Habían pasado siete años desde que se habían separado en Petersburgo. ¡Dios, y qué gentío había en la estación Nikolaevsky! No te acerques tanto, el tren está a punto de ponerse en marcha. Ya, ya nos vamos, adiós mi amor… Ella siguió caminando junto al tren, alta, con una gabardina y un pañuelo blanco y negro anudado al cuello, mientras una lenta corriente la llevaba hacia atrás. Reclutado por el Ejército Rojo, se veía obligado a participar, renuente y confuso, en la guerra civil. Luego, una hermosa noche, al ritmo del chirrido estático de los grillos de la estepa, se pasó a los Blancos. Un año más tarde, en 1920, poco antes de abandonar Rusia, en la empinada y pedregosa calle Chainaya en Yalta, se encontró con su tío, un abogado moscovita. Sí, claro que tenía noticias -dos cartas. Ella se iba a Alemania, ya había conseguido un pasaporte. Tienes buen aspecto, joven. Y por fin Rusia le dejó marchar, dándole de baja permanentemente, según algunos. Rusia lo había retenido durante mucho tiempo; muy despacio se había ido deslizando del norte al sur, y Rusia seguía intentando mantenerle en su poder, con la captura de Tver, de Kharkov, de Belgorid y de otros pueblecillos interesantes, pero sin conseguirlo. El tenía en su haber una última tentación, un último regalo, Crimea, pero ni siquiera Crimea fue suficiente. Se fue. Y a bordo del barco conoció a un joven inglés, un tipo simpático, un atleta, que iba camino de África.
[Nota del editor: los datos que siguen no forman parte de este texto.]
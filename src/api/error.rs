//! HTTP error responses
//!
//! Every failure leaves the API as `{"error": "..."}` with a matching status.

use crate::error::BrainError;
use axum::{
    extract::rejection::JsonRejection,
    http::StatusCode,
    response::{IntoResponse, Response},
    Json,
};
use serde_json::json;
use tracing::error;

/// Error returned by API handlers
#[derive(Debug)]
pub enum ApiError {
    /// 400 with a message
    BadRequest(String),
    /// 400 with a usage hint
    BadRequestWithExample { error: String, example: String },
    /// 404
    NotFound(String),
    /// 500 whose message is safe to show
    Upstream(String),
    /// 500 with a generic message; details only go to the log
    Internal(String),
}

impl ApiError {
    /// Classify a service error; `context` names the failed operation
    ///
    /// Provider failures keep their message, prefixed by `context`.
    /// Storage and other local failures are logged and reported as `context`.
    pub fn from_brain(err: BrainError, context: &str) -> Self {
        match err {
            BrainError::Validation(msg) => ApiError::BadRequest(msg),
            BrainError::NotFound(_) => ApiError::NotFound("Item not found".to_string()),
            err if err.is_upstream() => {
                error!(error = %err, "{}", context);
                ApiError::Upstream(format!("{}: {}", context, err))
            }
            err => {
                error!(error = %err, "{}", context);
                ApiError::Internal(context.to_string())
            }
        }
    }

    fn status(&self) -> StatusCode {
        match self {
            ApiError::BadRequest(_) | ApiError::BadRequestWithExample { .. } => {
                StatusCode::BAD_REQUEST
            }
            ApiError::NotFound(_) => StatusCode::NOT_FOUND,
            ApiError::Upstream(_) | ApiError::Internal(_) => StatusCode::INTERNAL_SERVER_ERROR,
        }
    }
}

impl From<JsonRejection> for ApiError {
    fn from(rejection: JsonRejection) -> Self {
        ApiError::BadRequest(format!("Invalid JSON body: {}", rejection.body_text()))
    }
}

impl IntoResponse for ApiError {
    fn into_response(self) -> Response {
        let status = self.status();
        let body = match self {
            ApiError::BadRequestWithExample { error, example } => {
                json!({ "error": error, "example": example })
            }
            ApiError::BadRequest(msg)
            | ApiError::NotFound(msg)
            | ApiError::Upstream(msg)
            | ApiError::Internal(msg) => json!({ "error": msg }),
        };
        (status, Json(body)).into_response()
    }
}

#[cfg(test)]
mod tests {
    use super::*;

    #[test]
    fn test_classification() {
        let err = ApiError::from_brain(BrainError::Validation("bad".into()), "Failed");
        assert_eq!(err.status(), StatusCode::BAD_REQUEST);

        let err = ApiError::from_brain(BrainError::NotFound("x".into()), "Failed");
        assert!(matches!(err, ApiError::NotFound(ref m) if m == "Item not found"));

        let err = ApiError::from_brain(BrainError::RateLimited { retries: 5 }, "Query failed");
        match err {
            ApiError::Upstream(msg) => {
                assert!(msg.starts_with("Query failed: "));
                assert!(msg.contains("rate limit"));
            }
            other => panic!("unexpected: {:?}", other),
        }
    }

    #[test]
    fn test_storage_details_are_hidden() {
        let err = ApiError::from_brain(
            BrainError::Database("disk I/O error at /var/lib/brain.db".into()),
            "Failed to fetch items",
        );
        assert_eq!(err.status(), StatusCode::INTERNAL_SERVER_ERROR);
        assert!(matches!(err, ApiError::Internal(ref m) if m == "Failed to fetch items"));
    }
}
Nikolai visitó África y también Italia, y por alguna extraña razón las islas Canarias, después volvió de nuevo a África, donde por un tiempo sirvió en la Legión Extranjera. Al principio se acordaba de ella con frecuencia, después esporádicamente, y luego, cada vez más. Su segundo marido, el industrial alemán Kind, murió en la guerra. Era propietario de bastantes bienes inmobiliarios en Berlín por lo que a Nikolai no le inquietaba que ella pudiera morirse de hambre allí. ¡Pero qué rápido pasaba el tiempo! ¡Increíble! ¿Habían pasado ya realmente siete años?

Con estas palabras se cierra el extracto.